**Problem to solve:**
Search the records below for "async"; copy each line that has it.

• • • • • • •

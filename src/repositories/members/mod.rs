//! 회원 데이터 액세스 계층
//!
//! [`MemberRepository`] 트레이트와 MongoDB/메모리 구현을 제공합니다.

pub mod member_repo;
pub mod memory;

pub use member_repo::{MemberRepository, MongoMemberRepository};
pub use memory::InMemoryMemberRepository;
use std::rc::Rc;
use actix_web::body::EitherBody;
use actix_web::dev::{forward_ready, Service, ServiceRequest, ServiceResponse};
use actix_web::{web, Error, HttpMessage, ResponseError};
use futures_util::future::LocalBoxFuture;
use crate::core::AppError;
use crate::domain::models::auth::{AuthMode, AuthenticatedMember};
use crate::services::TokenService;

pub struct AuthMiddlewareService<S> {
    pub service: Rc<S>,
    pub mode: AuthMode,
}

impl<S, B> Service<ServiceRequest> for AuthMiddlewareService<S>
where
    S: Service<ServiceRequest, Response = ServiceResponse<B>, Error = Error> + 'static,
    S::Future: 'static,
    B: 'static,
{
    type Response = ServiceResponse<EitherBody<B>>;
    type Error = Error;
    type Future = LocalBoxFuture<'static, actix_web::Result<Self::Response, Self::Error>>;

    forward_ready!(service);

    fn call(&self, req: ServiceRequest) -> Self::Future {
        let service = self.service.clone();
        let mode = self.mode;

        Box::pin(async move {
            let auth_result = authenticate(&req).await;

            match (mode, auth_result) {
                (_, Ok(member)) => {
                    log::debug!("인증 성공: {}", member.email);
                    req.extensions_mut().insert(member);
                }
                (AuthMode::Required, Err(err)) => {
                    log::warn!("인증 실패: {}", err);
                    return Ok(reject(req, err));
                }
                (AuthMode::Optional, Err(err)) => {
                    log::debug!("선택적 인증: 익명 요청으로 진행 ({})", err);
                }
            }

            let res = service.call(req).await?;
            Ok(res.map_into_left_body())
        })
    }
}

fn reject<B>(req: ServiceRequest, err: AppError) -> ServiceResponse<EitherBody<B>> {
    let response = err.error_response();
    let (req, _) = req.into_parts();
    ServiceResponse::new(req, response).map_into_right_body()
}

async fn authenticate(req: &ServiceRequest) -> Result<AuthenticatedMember, AppError> {
    let token_service = req
        .app_data::<web::Data<TokenService>>()
        .cloned()
        .ok_or_else(|| AppError::InternalError("TokenService가 등록되지 않았습니다".to_string()))?;

    let auth_header = req.headers()
        .get("Authorization")
        .and_then(|h| h.to_str().ok())
        .ok_or_else(|| AppError::AuthenticationError("Authorization 헤더가 없습니다".to_string()))?;

    let token = token_service.extract_bearer_token(auth_header)?;
    let claims = token_service.verify_access_token(token).await?;

    Ok(AuthenticatedMember {
        email: claims.sub,
        roles: claims.roles,
    })
}
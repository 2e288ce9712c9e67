use crate::domain::dto::members::{MemberPatchDto, MemberResponse};
use crate::domain::entities::members::{Member, MemberPatch};
use super::to_utc;

impl From<MemberPatchDto> for MemberPatch {
    fn from(dto: MemberPatchDto) -> Self {
        let MemberPatchDto { name, display_name, phone_number, address, img_url } = dto;

        Self { name, display_name, phone_number, address, img_url }
    }
}

impl From<Member> for MemberResponse {
    fn from(member: Member) -> Self {
        let Member {
            email,
            name,
            display_name,
            phone_number,
            address,
            img_url,
            roles,
            created_at,
            modified_at,
            ..
        } = member;

        Self {
            email,
            name,
            display_name,
            phone_number,
            address,
            img_url,
            roles,
            created_at: to_utc(created_at),
            modified_at: to_utc(modified_at),
        }
    }
}

#[cfg(test)]
mod tests {
    use super::*;

    #[test]
    fn test_member_response_hides_password_hash() {
        let member = Member::new(
            "reader@bookvillage.com".to_string(),
            "$2b$04$hash".to_string(),
            "홍길동".to_string(),
            "책벌레".to_string(),
        );

        let json = serde_json::to_value(MemberResponse::from(member)).unwrap();

        assert_eq!(json["email"], "reader@bookvillage.com");
        assert_eq!(json["displayName"], "책벌레");
        assert_eq!(json["roles"], serde_json::json!(["USER"]));
        assert!(json.get("passwordHash").is_none());
        assert!(json.get("password_hash").is_none());
        assert!(json["phoneNumber"].is_null());
    }

    #[test]
    fn test_patch_dto_maps_field_by_field() {
        let patch = MemberPatch::from(MemberPatchDto {
            display_name: Some("새닉네임".to_string()),
            img_url: Some("https://img.bookvillage.com/1.png".to_string()),
            ..Default::default()
        });

        assert_eq!(patch.display_name.as_deref(), Some("새닉네임"));
        assert_eq!(patch.img_url.as_deref(), Some("https://img.bookvillage.com/1.png"));
        assert!(patch.name.is_none());
    }
}
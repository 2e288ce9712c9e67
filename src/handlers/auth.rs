//! 회원 인증 핸들러
//!
//! `/v1/members/auth` 아래의 가입, 로그인, 재발급, 로그아웃 엔드포인트입니다.

use actix_web::{post, web, HttpRequest, HttpResponse};
use validator::Validate;
use crate::core::errors::AppError;
use crate::domain::dto::members::{LoginRequest, SignupRequest};
use crate::domain::dto::tokens::{ReissueRequest, TokenResponse};
use crate::domain::dto::{MessageResponse, SingleResponse};
use crate::domain::models::auth::AuthenticatedMember;
use crate::services::{MemberService, TokenService};

#[post("/signup")]
pub async fn signup(
    payload: web::Json<SignupRequest>,
    service: web::Data<MemberService>,
) -> Result<HttpResponse, AppError> {
    payload.validate()?;

    let response = service.create_member(payload.into_inner()).await?;

    Ok(HttpResponse::Created().json(SingleResponse::new(response)))
}

#[post("/login")]
pub async fn login(
    payload: web::Json<LoginRequest>,
    member_service: web::Data<MemberService>,
    token_service: web::Data<TokenService>,
) -> Result<HttpResponse, AppError> {
    payload.validate()?;

    let member = member_service
        .verify_password(&payload.email, &payload.password)
        .await?;

    let token_pair = token_service
        .generate_token_pair(&member.email, &member.roles)
        .await?;

    log::info!("로그인 성공: {}", member.email);

    Ok(HttpResponse::Ok().json(SingleResponse::new(TokenResponse::from(token_pair))))
}

#[post("/reissue")]
pub async fn reissue(
    payload: web::Json<ReissueRequest>,
    token_service: web::Data<TokenService>,
) -> Result<HttpResponse, AppError> {
    payload.validate()?;

    let token_pair = token_service.reissue(&payload.refresh_token).await?;

    Ok(HttpResponse::Ok().json(SingleResponse::new(TokenResponse::from(token_pair))))
}

/// 현재 액세스 토큰을 무효화하고 저장된 리프레시 토큰을 삭제합니다.
#[post("/logout")]
pub async fn logout(
    req: HttpRequest,
    _member: AuthenticatedMember,
    token_service: web::Data<TokenService>,
) -> Result<HttpResponse, AppError> {
    let auth_header = req.headers()
        .get("Authorization")
        .and_then(|h| h.to_str().ok())
        .ok_or_else(|| AppError::AuthenticationError("Authorization 헤더가 없습니다".to_string()))?;

    let token = token_service.extract_bearer_token(auth_header)?;
    token_service.logout(token).await?;

    Ok(HttpResponse::Ok().json(MessageResponse::new("logout completed!")))
}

• • • • • • •

**Solution to the problem:**
        Box::pin(async move {
async fn authenticate(req: &ServiceRequest) -> Result<AuthenticatedMember, AppError> {
pub async fn signup(
pub async fn login(
pub async fn reissue(
pub async fn logout(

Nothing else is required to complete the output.